I comment about Abbott urging what he would have done, now trumpeted widely by the political right, namely to use section 431 - unprecedented direct Ministerial power to stop a strike.
PM Gillard in the Fair Work Act (FWA) retained WorkChoices’ many repressive measures to stop lawful strikes and this included s431. I repeatedly argued that all restrictions on the withdrawing of labour have to be repealed for an effective freedom for workers to take industrial action without being ordered back to work.
The FWA sections terminating a lawful strike require at least an independent hearing with evidence and merit submissions before the umpire or a court makes the order – hence the reality of the weekend Fair Work hearing.
But in section 431 of the FWA, the Minister simply has to form an opinion about damage to the economy and then proclaims the termination of protected action - no independence, no evidence, no merit argument, no process is required – simply the Minister not liking a strike and employers asking him to stop it.
This political power to affect the lives of workers and their right to collective bargaining and to strike is an outrage.
I criticized Howard for introducing s431 into Work Choices after lobbying by the rightwing mining corporations such as Rio Tinto.

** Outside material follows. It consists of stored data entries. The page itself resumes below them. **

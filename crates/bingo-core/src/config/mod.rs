//! Configuration.
//!
//! Compile-time defaults live in the nested constant modules; `BingoConfig`
//! lets a TOML file override them.

use std::fs;
use std::path::{Path, PathBuf};

use serde::Deserialize;

use crate::economy::CostTable;
use crate::error::Result;
use crate::game::Difficulty;

/// Economy defaults.
pub mod economy {
    /// Start cost per tier before boost multipliers: Easy, Medium, Hard, Extreme.
    pub const START_BASE_COSTS: [u64; 4] = [10, 20, 40, 80];

    /// Starting value of the reroll and cart costs. Each purchase doubles it.
    pub const ESCALATION_BASE: u64 = 2;

    /// Carts granted at session start: Easy, Medium, Hard, Extreme.
    pub const STARTING_CARTS: [u32; 4] = [5, 4, 3, 2];
}

/// Board defaults.
pub mod board {
    /// Objective pinned to the center of every Extreme board
    pub const EXTREME_CENTER_OBJECTIVE: &str = "Disufiroa";
}

/// Storage defaults.
pub mod storage {
    pub const HISTORY_DIR: &str = "bingo_history";
    pub const LEDGER_PATH: &str = "bingo_points.json";
}

#[derive(Debug, Clone, PartialEq, Eq, Deserialize)]
#[serde(try_from = "RawEconomyConfig")]
pub struct EconomyConfig {
    pub start_base_costs: TierValues<u64>,
    pub escalation_base: u64,
    pub starting_carts: TierValues<u32>,
}

impl Default for EconomyConfig {
    fn default() -> Self {
        Self {
            start_base_costs: TierValues::from(economy::START_BASE_COSTS),
            escalation_base: economy::ESCALATION_BASE,
            starting_carts: TierValues::from(economy::STARTING_CARTS),
        }
    }
}

impl EconomyConfig {
    /// Start cost must not fall as difficulty rises
    pub fn validate(&self) -> std::result::Result<(), String> {
        let costs = self.start_base_costs.to_array();
        if let Some(pair) = costs.windows(2).find(|w| w[0] > w[1]) {
            return Err(format!(
                "start_base_costs must not decrease with difficulty ({} > {})",
                pair[0], pair[1]
            ));
        }
        Ok(())
    }
}

/// `[economy]` as written in the file. Missing tiers fall back to the
/// defaults one by one.
#[derive(Debug, Default, Deserialize)]
#[serde(default)]
struct RawEconomyConfig {
    start_base_costs: PartialTierValues<u64>,
    escalation_base: Option<u64>,
    starting_carts: PartialTierValues<u32>,
}

impl TryFrom<RawEconomyConfig> for EconomyConfig {
    type Error = String;

    fn try_from(raw: RawEconomyConfig) -> std::result::Result<Self, Self::Error> {
        let config = Self {
            start_base_costs: raw.start_base_costs.or(economy::START_BASE_COSTS),
            escalation_base: raw.escalation_base.unwrap_or(economy::ESCALATION_BASE),
            starting_carts: raw.starting_carts.or(economy::STARTING_CARTS),
        };
        config.validate()?;
        Ok(config)
    }
}

#[derive(Debug, Deserialize)]
struct PartialTierValues<T> {
    easy: Option<T>,
    medium: Option<T>,
    hard: Option<T>,
    extreme: Option<T>,
}

impl<T> Default for PartialTierValues<T> {
    fn default() -> Self {
        Self {
            easy: None,
            medium: None,
            hard: None,
            extreme: None,
        }
    }
}

impl<T: Copy> PartialTierValues<T> {
    fn or(self, defaults: [T; 4]) -> TierValues<T> {
        TierValues {
            easy: self.easy.unwrap_or(defaults[0]),
            medium: self.medium.unwrap_or(defaults[1]),
            hard: self.hard.unwrap_or(defaults[2]),
            extreme: self.extreme.unwrap_or(defaults[3]),
        }
    }
}

/// One value per difficulty tier
#[derive(Debug, Clone, Copy, PartialEq, Eq, Deserialize)]
pub struct TierValues<T> {
    pub easy: T,
    pub medium: T,
    pub hard: T,
    pub extreme: T,
}

impl<T: Copy> TierValues<T> {
    pub fn get(&self, difficulty: Difficulty) -> T {
        match difficulty {
            Difficulty::Easy => self.easy,
            Difficulty::Medium => self.medium,
            Difficulty::Hard => self.hard,
            Difficulty::Extreme => self.extreme,
        }
    }

    pub fn to_array(&self) -> [T; 4] {
        [self.easy, self.medium, self.hard, self.extreme]
    }
}

impl<T: Copy> From<[T; 4]> for TierValues<T> {
    fn from(values: [T; 4]) -> Self {
        Self {
            easy: values[0],
            medium: values[1],
            hard: values[2],
            extreme: values[3],
        }
    }
}

#[derive(Debug, Clone, PartialEq, Eq, Deserialize)]
#[serde(default)]
pub struct BoardConfig {
    pub extreme_center_objective: String,
}

impl Default for BoardConfig {
    fn default() -> Self {
        Self {
            extreme_center_objective: board::EXTREME_CENTER_OBJECTIVE.to_string(),
        }
    }
}

#[derive(Debug, Clone, PartialEq, Eq, Deserialize)]
#[serde(default)]
pub struct StorageConfig {
    pub history_dir: PathBuf,
    pub ledger_path: PathBuf,
}

impl Default for StorageConfig {
    fn default() -> Self {
        Self {
            history_dir: PathBuf::from(storage::HISTORY_DIR),
            ledger_path: PathBuf::from(storage::LEDGER_PATH),
        }
    }
}

/// Top-level configuration file
#[derive(Debug, Clone, Default, PartialEq, Eq, Deserialize)]
#[serde(default)]
pub struct BingoConfig {
    pub economy: EconomyConfig,
    pub board: BoardConfig,
    pub storage: StorageConfig,
}

impl BingoConfig {
    pub fn load<P: AsRef<Path>>(path: P) -> Result<Self> {
        let content = fs::read_to_string(path)?;
        Self::parse(&content)
    }

    pub fn parse(content: &str) -> Result<Self> {
        Ok(toml::from_str(content)?)
    }

    pub fn cost_table(&self) -> CostTable {
        CostTable::from(&self.economy)
    }
}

Gillard should not have been retained it in the FWA. It has not been used and rightly would be subject to legal challenge. Section 431 breaches existing international standards.
Only a political dictator would use it. Abbott is proud to say this is how he will act. Section 431 and indeed all of the Work Choices anti-strike provisions have to be repealed.
On 71% Joyce salary increase, the Gillard government’s reforms to CEO salary rises is proved to be inadequate and again this Parliament has to act.
Overall what Qantas does is how corporations work in this capitalist crisis outsourcing jobs and why workers and their unions reasonably resist.